Court Gives ExxonMobil Early Christmas Gift

Environment America is the new home of U.S. PIRG’s environmental work. 

Court Cuts $5 Billion Fine for ExxonMobil’s Role in the 1989 Exxon Valdez Oil Spill
ExxonMobil received an early Christmas present Friday when a federal appeals court reduced a $5 billion fine for punitive damages relating to the company’s role in the 1989 Exxon Valdez oil spill.  
 
“It’s outrageous that ExxonMobil, the most profitable oil company in the world, is getting a break in penalties for the largest oil spill in history,” said Zack Brown, U.S. PIRG Preservation Associate.  “Prince William Sound is still feeling the negative impacts of this tragedy nearly 18 years later, while ExxonMobil is bringing record profits.”
 
On March 24, 1989, the oil tanker Exxon Valdez, carrying more than 50 million gallons of North Slope crude oil, ran aground and ruptured in Alaska's Prince William Sound.
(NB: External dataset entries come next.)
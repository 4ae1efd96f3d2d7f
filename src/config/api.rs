//! lark::options - editor options from init scripts
//!
//! Usage in Rhai:
//! ```rhai
//! lark::options::set("ignorecase", true);
//! lark::options::set("shiftwidth", 4);
//! lark::options::set("iskeyword", "@,48-57,_,-");
//! lark::options::append("viminfo", "f1");
//! ```
//!
//! Every write goes to the global value, which new editors start from.

use std::sync::{Arc, PoisonError, RwLock, RwLockReadGuard, RwLockWriteGuard};

use rhai::{Array, Dynamic, EvalAltResult, Module};

use crate::options::{OptionError, OptionScope, OptionService, OptionValue};
use crate::script::Value;

type Shared = Arc<RwLock<OptionService>>;

fn read(options: &Shared) -> RwLockReadGuard<'_, OptionService> {
    options.read().unwrap_or_else(PoisonError::into_inner)
}

fn write(options: &Shared) -> RwLockWriteGuard<'_, OptionService> {
    options.write().unwrap_or_else(PoisonError::into_inner)
}

fn script_error(err: OptionError) -> Box<EvalAltResult> {
    err.to_string().into()
}

/// Create the options module over a shared option service
pub fn create_module(options: Shared) -> Module {
    let mut module = Module::new();

    // set(name, bool)
    {
        let o = Arc::clone(&options);
        module.set_native_fn(
            "set",
            move |name: &str, enabled: bool| -> Result<(), Box<EvalAltResult>> {
                write(&o)
                    .set_value(OptionScope::Global, name, OptionValue::Boolean(enabled))
                    .map_err(script_error)
            },
        );
    }

    // set(name, i64)
    {
        let o = Arc::clone(&options);
        module.set_native_fn(
            "set",
            move |name: &str, number: i64| -> Result<(), Box<EvalAltResult>> {
                write(&o)
                    .set_option_value(OptionScope::Global, name, &Value::Integer(number))
                    .map_err(script_error)
            },
        );
    }

    // set(name, text): parsed as if typed after `=`
    {
        let o = Arc::clone(&options);
        module.set_native_fn(
            "set",
            move |name: &str, text: &str| -> Result<(), Box<EvalAltResult>> {
                write(&o)
                    .set_from_text(OptionScope::Global, name, text)
                    .map_err(script_error)
            },
        );
    }

    // get(name) -> bool | i64 | String
    {
        let o = Arc::clone(&options);
        module.set_native_fn(
            "get",
            move |name: &str| -> Result<Dynamic, Box<EvalAltResult>> {
                let value = read(&o).get(OptionScope::Global, name).map_err(script_error)?;
                Ok(match value {
                    OptionValue::Boolean(b) => Dynamic::from(b),
                    OptionValue::Number(n) => Dynamic::from(n),
                    other => Dynamic::from(other.to_string()),
                })
            },
        );
    }

    // is_set(name) -> bool
    {
        let o = Arc::clone(&options);
        module.set_native_fn(
            "is_set",
            move |name: &str| -> Result<bool, Box<EvalAltResult>> {
                read(&o).is_set(OptionScope::Global, name).map_err(script_error)
            },
        );
    }

    // append(name, operand)
    {
        let o = Arc::clone(&options);
        module.set_native_fn(
            "append",
            move |name: &str, operand: &str| -> Result<(), Box<EvalAltResult>> {
                write(&o)
                    .append_value(OptionScope::Global, name, operand)
                    .map_err(script_error)
            },
        );
    }

    // prepend(name, operand)
    {
        let o = Arc::clone(&options);
        module.set_native_fn(
            "prepend",
            move |name: &str, operand: &str| -> Result<(), Box<EvalAltResult>> {
                write(&o)
                    .prepend_value(OptionScope::Global, name, operand)
                    .map_err(script_error)
            },
        );
    }

    // remove(name, operand)
    {
        let o = Arc::clone(&options);
        module.set_native_fn(
            "remove",
            move |name: &str, operand: &str| -> Result<(), Box<EvalAltResult>> {
                write(&o)
                    .remove_value(OptionScope::Global, name, operand)
                    .map_err(script_error)
            },
        );
    }

    // reset(name)
    {
        let o = Arc::clone(&options);
        module.set_native_fn(
            "reset",
            move |name: &str| -> Result<(), Box<EvalAltResult>> {
                write(&o)
                    .reset_default(OptionScope::Global, name)
                    .map_err(script_error)
            },
        );
    }

    // list() -> Array of option names
    {
        let o = Arc::clone(&options);
        module.set_native_fn("list", move || -> Result<Array, Box<EvalAltResult>> {
            Ok(read(&o)
                .declarations()
                .map(|decl| Dynamic::from(decl.name.clone()))
                .collect())
        });
    }

    module
}
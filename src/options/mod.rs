//! Typed, validated, scoped editor options.
//!
//! GLOBAL options hold one process-wide value. LOCAL options hold one value
//! per editor plus a global value that new editors are initialised from.
//! Every committed change is announced to the option's listeners, in
//! registration order, on the calling thread.

mod declaration;
mod defaults;
pub mod keyword;
mod service;

use std::fmt;

use thiserror::Error;

use crate::editor::EditorId;
use crate::script::Value;

pub use declaration::{OptionDeclaration, Validator};
pub use defaults::builtin_options;
pub use keyword::{KeywordClassifier, SharedClassifier};
pub use service::{Listener, OptionChange, OptionService};

/// Where an option value is read or written
#[derive(Debug, Clone, Copy, PartialEq, Eq, Hash)]
pub enum OptionScope {
    Global,
    Local(EditorId),
}

/// Declared scope of an option
#[derive(Debug, Clone, Copy, PartialEq, Eq)]
pub enum OptionKind {
    Global,
    Local,
}

#[derive(Debug, Clone, Copy, PartialEq, Eq)]
pub enum OptionType {
    Boolean,
    Number,
    String,
    StringList,
}

impl OptionType {
    pub fn name(self) -> &'static str {
        match self {
            OptionType::Boolean => "boolean",
            OptionType::Number => "number",
            OptionType::String => "string",
            OptionType::StringList => "string list",
        }
    }
}

#[derive(Debug, Clone, PartialEq, Eq)]
pub enum OptionValue {
    Boolean(bool),
    Number(i64),
    String(String),
    StringList(Vec<String>),
}

impl OptionValue {
    pub fn option_type(&self) -> OptionType {
        match self {
            OptionValue::Boolean(_) => OptionType::Boolean,
            OptionValue::Number(_) => OptionType::Number,
            OptionValue::String(_) => OptionType::String,
            OptionValue::StringList(_) => OptionType::StringList,
        }
    }

    /// Script view: booleans are 0/1, lists are comma-joined strings
    pub fn to_value(&self) -> Value {
        match self {
            OptionValue::Boolean(b) => Value::bool(*b),
            OptionValue::Number(n) => Value::Integer(*n),
            OptionValue::String(_) | OptionValue::StringList(_) => Value::String(self.to_string()),
        }
    }
}

impl fmt::Display for OptionValue {
    fn fmt(&self, f: &mut fmt::Formatter<'_>) -> fmt::Result {
        match self {
            OptionValue::Boolean(b) => write!(f, "{}", i64::from(*b)),
            OptionValue::Number(n) => write!(f, "{n}"),
            OptionValue::String(s) => f.write_str(s),
            OptionValue::StringList(items) => f.write_str(&items.join(",")),
        }
    }
}

#[derive(Debug, Clone, PartialEq, Eq, Error)]
pub enum OptionError {
    #[error("E518: Unknown option: {0}")]
    Unknown(String),
    #[error("option already declared: {0}")]
    AlreadyDeclared(String),
    #[error("E474: Invalid argument: {name}={value}")]
    Invalid { name: String, value: String },
    #[error("E521: Number required after =: {name}={value}")]
    NumberRequired { name: String, value: String },
    #[error("E474: {name} is a {actual} option, not a {expected} option")]
    WrongType {
        name: String,
        expected: &'static str,
        actual: &'static str,
    },
    #[error("E474: Invalid argument: {name}={value} ({reason})")]
    Rejected {
        name: String,
        value: String,
        reason: String,
    },
}
use std::path::{Path, PathBuf};
use std::sync::{Arc, RwLock};

use rhai::{Engine, Scope};

use super::api;
use crate::options::OptionService;

/// Runs Rhai init scripts against a shared option service
pub struct ConfigEngine {
    engine: Engine,
    options: Arc<RwLock<OptionService>>,
}

impl ConfigEngine {
    pub fn new(options: Arc<RwLock<OptionService>>) -> Self {
        let engine = Self::create_engine(Arc::clone(&options));

        Self { engine, options }
    }

    fn create_engine(options: Arc<RwLock<OptionService>>) -> Engine {
        let mut engine = Engine::new();

        // Limit script execution for safety
        engine.set_max_expr_depths(64, 64);
        engine.set_max_operations(100_000);

        let mut lark_module = rhai::Module::new();
        lark_module.set_sub_module("options", api::create_module(options));
        engine.register_static_module("lark", lark_module.into());

        engine.register_fn("print", |msg: &str| {
            tracing::info!(target: "lark_ex::config", "{msg}");
        });

        engine
    }

    /// Load and execute a config file
    pub fn load_file(&mut self, path: &Path) -> Result<(), String> {
        let content = std::fs::read_to_string(path)
            .map_err(|e| format!("Failed to read config file: {}", e))?;

        self.eval(&content)?;
        tracing::info!(path = %path.display(), "config loaded");
        Ok(())
    }

    /// Evaluate a Rhai script string
    pub fn eval(&mut self, script: &str) -> Result<(), String> {
        let ast = self
            .engine
            .compile(script)
            .map_err(|e| format!("Config parse error: {}", e))?;

        let mut scope = Scope::new();
        self.engine
            .run_ast_with_scope(&mut scope, &ast)
            .map_err(|e| format!("Config error: {}", e))?;
        Ok(())
    }

    /// The option service scripts write to
    pub fn options(&self) -> Arc<RwLock<OptionService>> {
        Arc::clone(&self.options)
    }

    /// Get the config directory path
    /// Uses ~/.config/lark/ on all platforms for consistency
    pub fn config_dir() -> Option<PathBuf> {
        dirs::home_dir().map(|p| p.join(".config").join("lark"))
    }

    /// Get the default config file path
    pub fn config_file() -> Option<PathBuf> {
        Self::config_dir().map(|p| p.join("init.rhai"))
    }

    /// Load the default config file if it exists
    pub fn load_default(&mut self) -> Result<(), String> {
        if let Some(config_file) = Self::config_file() {
            if config_file.exists() {
                return self.load_file(&config_file);
            }
        }
        Ok(()) // No config file is fine
    }
}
Approximately 11 million gallons of crude oil poured into the Prince William Sound in less than five hours. By August 1989, the oil had moved across nearly 10,000 square miles of water in Prince William Sound and the Gulf of Alaska.
 
Prince William Sound has yet to fully recover from the Valdez oil spill. In 2002, the Exxon Valdez Trustee Council (formed to oversee restoration of the injured ecosystem) reported that populations of six different animals - the common loon, cormorants (three species), harbor seal, harlequin duck, pacific herring, and pigeon guillemot - had shown little or no improvement since the spill injuries occurred. In addition, the Council concluded that as of 2002 "residents, fishermen, and the tourism/recreation industry have not fully recovered" from the oil spill.
 
“Exxon’s environmental record should have earned them a lump of coal in their stocking,” said Brown. “Instead, they’re getting a sweet deal.”